Integrate sinx cosx dx: Find Solution

[Natasha1]

I have been asked to find the integral sinx cox dx using the identity sin2x = 2sinxcosx

My work...

integral of sinx cox dx

= 1/2 integral of 2 sinx cos dx

= 1/2 integral of sin 2x dx

u = 2x
du = 2

so 1/2 * 1/2 of integral of sin u du

= 1/4 [-cos u] + c
= - 1/4 cos 2x + c is this correct?

 

[arildno]

Quite so!

 

[0rthodontist]

Yes, it is, except you should say du = 2 dx instead of just 2.

 

[Natasha1]

Yes, it is, except you should say du = 2 dx instead of just 2.

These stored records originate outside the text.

//! LCW pretty-printer.
//!
//! Deterministic rendering of the decoded LCW into the fixed-width header
//! used by the parsed output lines: `LCW(ft,T:<type>,C:<code>,<remain>)`
//! padded right to 110 characters plus one trailing space.

use std::ops::Range;

use super::Lcw;

fn lcw3_bit_array(val: u32) -> [u8; 21] {
    let mut out = [0u8; 21];
    for (i, slot) in out.iter_mut().enumerate() {
        *slot = ((val >> (20 - i)) & 1) as u8;
    }
    out
}

fn field(bits: &[u8; 21], r: Range<usize>) -> u32 {
    bits[r].iter().fold(0u32, |acc, &b| (acc << 1) | b as u32)
}

fn bit_char(b: u8) -> char {
    char::from(b'0' + b)
}

fn bit_str(bits: &[u8]) -> String {
    bits.iter().map(|&b| bit_char(b)).collect()
}

/// Format the 110-character LCW header (plus trailing space).
pub fn format_lcw_header(lcw: &Lcw) -> String {
    let b = lcw3_bit_array(lcw.lcw3_val);

    let (ty, code, remain) = match lcw.lcw_ft {
        0 => {
            let ty = "maint";
            match lcw.lcw_code {
                0 => {
                    let status = b[1];
                    let dtoa = field(&b, 3..13);
                    let dfoa = field(&b, 13..21);
                    (
                        ty,
                        format!("sync[status:{status},dtoa:{dtoa},dfoa:{dfoa}]"),
                        format!("{}|{}", bit_char(b[0]), bit_char(b[2])),
                    )
                }
                1 => {
                    let dtoa = field(&b, 3..13);
                    let dfoa = field(&b, 13..21);
                    (
                        ty,
                        format!("switch[dtoa:{dtoa},dfoa:{dfoa}]"),
                        bit_str(&b[..3]),
                    )
                }
                3 => {
                    let lqi = b[1] * 2 + b[2];
                    let power = field(&b, 3..6);
                    let f_dtoa = field(&b, 6..13);
                    let f_dfoa = field(&b, 13..20);
                    (
                        ty,
                        format!("maint[2][lqi:{lqi},power:{power},f_dtoa:{f_dtoa},f_dfoa:{f_dfoa}]"),
                        format!("{}|{}", bit_char(b[0]), bit_char(b[20])),
                    )
                }
                6 => (ty, "geoloc".to_string(), bit_str(&b)),
                12 => {
                    let lqi = b[19] * 2 + b[20];
                    let power = field(&b, 16..19);
                    (
                        ty,
                        format!("maint[1][lqi:{lqi},power:{power}]"),
                        bit_str(&b[..16]),
                    )
                }
                15 => (ty, "<silent>".to_string(), bit_str(&b)),
                other => (ty, format!("rsrvd({other})"), bit_str(&b)),
            }
        }
        1 => {
            let ty = "acchl";
            if lcw.lcw_code == 1 {
                let msg_type = field(&b, 1..4);
                let bloc_num = b[4];
                let sapi_code = field(&b, 5..8);
                let segm = bit_str(&b[8..16]);
                let tail = field(&b, 16..21);
                (
                    ty,
                    format!(
                        "acchl[msg_type:{msg_type:01x},bloc_num:{bloc_num:01x},sapi_code:{sapi_code:01x},segm_list:{segm}]"
                    ),
                    format!("{},{tail:02x}", bit_char(b[0])),
                )
            } else {
                (ty, format!("rsrvd({})", lcw.lcw_code), bit_str(&b))
            }
        }
        2 => {
            let ty = "hndof";
            match lcw.lcw_code {
                3 => {
                    let cand = if b[2] == 0 { 'P' } else { 'S' };
                    let denied = b[3];
                    let reference = b[4];
                    let slot = 1 + b[6] * 2 + b[7];
                    let sband_up = field(&b, 8..13);
                    let sband_dn = field(&b, 13..18);
                    let access = field(&b, 18..21) + 1;
                    (
                        ty,
                        format!(
                            "handoff_resp[cand:{cand},denied:{denied},ref:{reference},slot:{slot},sband_up:{sband_up},sband_dn:{sband_dn},access:{access}]"
                        ),
                        format!("{},{}", bit_str(&b[..2]), bit_char(b[5])),
                    )
                }
                12 => (
                    ty,
                    "handoff_cand".to_string(),
                    format!("{},{}", bit_str(&b[..11]), bit_str(&b[11..21])),
                ),
                15 => (ty, "<silent>".to_string(), bit_str(&b)),
                other => (ty, format!("rsrvd({other})"), bit_str(&b)),
            }
        }
        _ => ("rsrvd", format!("<{}>", lcw.lcw_code), bit_str(&b)),
    };

    let raw = format!("LCW({},T:{ty},C:{code},{remain})", lcw.ft);
    format!("{raw:<110} ")
}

Great. So if we know look at the following integral x sin x cos x dx

My work...

Let u = x

du/dx = 1

dv/dx = sin x cos x

v = -1/4 cos 2x (from above)

so = -1/4 x cos x - integral of -1/4 cos 2x dx

= -1/4 x cos 2x + 1/4 integral of cos 2x dx

Let u = 2x

du/dx = 2

so = -1/4 x cos 2x + 1/4 * 1/2 integral of cos u du

= -1/4 x cos 2x + 1/8 sin 2x + c is this correct?

 

[arildno]

Yes it is, as can be verified by differentiating your expression.